Мишель уезжал, а в каждом доме России читали его гениальные стихи. Новое солнце русской поэзии взошло. Сердце бедной Елизаветы Алексеевны изнывало от тревоги.

И сердце бабушки не ошиблось. Слава Михаила Юрьевича росла с каждым годом, росло и количество его врагов. В мае 1840 года состоялась первая дуэль Лермонтова — с сыном французского посла Эрнестом де Барантом.

Никто из дуэлянтов не погиб, но Лермонтова снова сослали на Кавказ.

Для Елизаветы Алексеевны это стало чудовищным ударом: 67-летняя женщина слегла. Едва встав на ноги, бабушка побежала по высоким кабинетам хлопотать, просить, умолять за любимого Мишеля.

Да уже было поздно.

15 июля 1841 года в Пятигорске на горе Машук великий русский поэт Михаил Юрьевич Лермонтов был убит на дуэли. Убит своим близким другом Николаем Мартыновым.

В момент гибели внука Елизавета Алексеевна находилась в Санкт-Петербурге, куда она в очередной раз приехала хлопотать о Мишеле. Ожидая встречи с Василием Андреевичем Жуковским, Елизавета Алексеевна еще не знала, что хлопотать уже не о ком.

В конце июля в дом Т.Т. Бороздиной, близкой подруги Елизаветы Алексеевны, прибежал перепуганный слуга мадам Арсеньевой. «Барыне дурно», — закричал он. Бороздина с домочадцами ринулись в соседний дом. Елизавета Алексеевна лежала на полу без сознания, ее рука судорожно сжимала письмо с Кавказа.

Только спешное прибытие доктора спасло мадам Арсеньевой жизнь.

На следующий же день после получения письма она уехала из Петербурга в Тарханы.

Все было кончено. Ее Вселенная погибла. Муж, дочь… И вот теперь — Мишель. Ее дорогой мальчик.

Крестьяне в Тарханах рассказывали соседям, что в звенящей августовской тишине они слышали нечто похожее на вой. «Барыня горюют по Мишеньке», — с благоговейным ужасом крестились мужики.

Она слегла. Всей душой, всем ослабевшим, умирающим телом стремилась, рвалась поехать в Пятигорск, на похороны Мишеля. Но не смогла.

Осенью 1841 года у Елизаветы Алексеевны отнялись ноги, она больше не могла двигаться, а никто в доме не решался произнести в ее присутствии не только имя Мишеля, но даже имя любого другого поэта.

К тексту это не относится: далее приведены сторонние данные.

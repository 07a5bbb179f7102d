//! Configuration validation with range checks.

use crate::error::ConfigError;

use super::Config;

impl Config {
    /// Validate configuration values are within acceptable ranges.
    pub(crate) fn validate(&self) -> Result<(), ConfigError> {
        if self.timeouts.transform_ms == 0 {
            return Err(ConfigError::ValidationError(
                "timeouts.transform_ms must be > 0".into(),
            ));
        }
        if self.timeouts.health_ms == 0 {
            return Err(ConfigError::ValidationError(
                "timeouts.health_ms must be > 0".into(),
            ));
        }
        if self.timeouts.version_ms == 0 {
            return Err(ConfigError::ValidationError(
                "timeouts.version_ms must be > 0".into(),
            ));
        }
        if self.health.poll_interval_ms == 0 {
            return Err(ConfigError::ValidationError(
                "health.poll_interval_ms must be > 0".into(),
            ));
        }
        if self.health.version_interval_ms == 0 {
            return Err(ConfigError::ValidationError(
                "health.version_interval_ms must be > 0".into(),
            ));
        }
        if self.limits.max_file_size_mb == 0 {
            return Err(ConfigError::ValidationError(
                "limits.max_file_size_mb must be > 0".into(),
            ));
        }
        if self.supervisor.port == 0 {
            return Err(ConfigError::ValidationError(
                "supervisor.port must be > 0".into(),
            ));
        }
        if self.supervisor.start_timeout_ms == 0 {
            return Err(ConfigError::ValidationError(
                "supervisor.start_timeout_ms must be > 0".into(),
            ));
        }
        if self.supervisor.executable.trim().is_empty() {
            return Err(ConfigError::ValidationError(
                "supervisor.executable must not be empty".into(),
            ));
        }
        if !matches!(self.logging.format.as_str(), "pretty" | "json") {
            return Err(ConfigError::ValidationError(format!(
                "logging.format must be \"pretty\" or \"json\" (got \"{}\")",
                self.logging.format
            )));
        }
        Ok(())
    }
}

Остатки — нет, осколки, — своей жизни Елизавета Алексеевна потратила на то, чтобы перезахоронить внука в Тарханах. И, ослепшая, почти оглохшая, она выполнила эту тяжелейшую по тем временам задачу, добилась «высочайшего соизволения».

23 апреля 1842 года Михаила Юрьевича повторно погребли в Тарханах при большом стечении народа. Великий поэт упокоился в фамильной часовне-усыпальнице рядом со своими матерью и дедом.

В 1845 году в усыпальнице стало на одну могилу больше: 72-летняя Елизавета Алексеевна Арсеньева воссоединилась с самыми дорогими и любимыми людьми в своей жизни.